##### THE RECORDS

use gym_proto::EntityKind;
use uuid::Uuid;

use crate::sync::remote::RemoteError;

/// Errors surfaced by the data-access layer
#[derive(Debug, thiserror::Error)]
pub enum Error {
    /// Input rejected before anything was written
    #[error("invalid {field}: {message}")]
    Validation {
        field: &'static str,
        message: String,
    },

    #[error("{entity} {id} not found")]
    NotFound { entity: EntityKind, id: Uuid },

    #[error("requested quantity {requested} exceeds available stock {available} for product {product_id}")]
    InsufficientStock {
        product_id: Uuid,
        available: i64,
        requested: i64,
    },

    #[error("local store error: {0}")]
    Storage(#[from] rusqlite::Error),

    #[error("local store is unavailable after a panic in another caller")]
    StorePoisoned,

    #[error("serialization error: {0}")]
    Serialization(#[from] serde_json::Error),

    #[error("io error: {0}")]
    Io(#[from] std::io::Error),

    #[error("sync failed: {0}")]
    Remote(#[from] RemoteError),

    #[error("configuration error: {0:#}")]
    Config(#[from] anyhow::Error),
}

pub type Result<T> = std::result::Result<T, Error>;

impl Error {
    pub(crate) fn validation(field: &'static str, message: impl Into<String>) -> Self {
        Error::Validation {
            field,
            message: message.into(),
        }
    }

    /// Whether the error came from bad input rather than from the system
    pub fn is_validation(&self) -> bool {
        matches!(
            self,
            Error::Validation { .. } | Error::InsufficientStock { .. }
        )
    }
}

##########

Return the records in full, exactly as they read.

use gym_proto::EntityKind;
use uuid::Uuid;

use crate::sync::remote::RemoteError;

/// Errors surfaced by the data-access layer
#[derive(Debug, thiserror::Error)]
pub enum Error {
    /// Input rejected before anything was written
    #[error("invalid {field}: {message}")]
    Validation {
        field: &'static str,
        message: String,
    },

    #[error("{entity} {id} not found")]
    NotFound { entity: EntityKind, id: Uuid },

    #[error("requested quantity {requested} exceeds available stock {available} for product {product_id}")]
    InsufficientStock {
        product_id: Uuid,
        available: i64,
        requested: i64,
    },

    #[error("local store error: {0}")]
    Storage(#[from] rusqlite::Error),

    #[error("local store is unavailable after a panic in another caller")]
    StorePoisoned,

    #[error("serialization error: {0}")]
    Serialization(#[from] serde_json::Error),

    #[error("io error: {0}")]
    Io(#[from] std::io::Error),

    #[error("sync failed: {0}")]
    Remote(#[from] RemoteError),

    #[error("configuration error: {0:#}")]
    Config(#[from] anyhow::Error),
}

pub type Result<T> = std::result::Result<T, Error>;

impl Error {
    pub(crate) fn validation(field: &'static str, message: impl Into<String>) -> Self {
        Error::Validation {
            field,
            message: message.into(),
        }
    }

    /// Whether the error came from bad input rather than from the system
    pub fn is_validation(&self) -> bool {
        matches!(
            self,
            Error::Validation { .. } | Error::InsufficientStock { .. }
        )
    }
}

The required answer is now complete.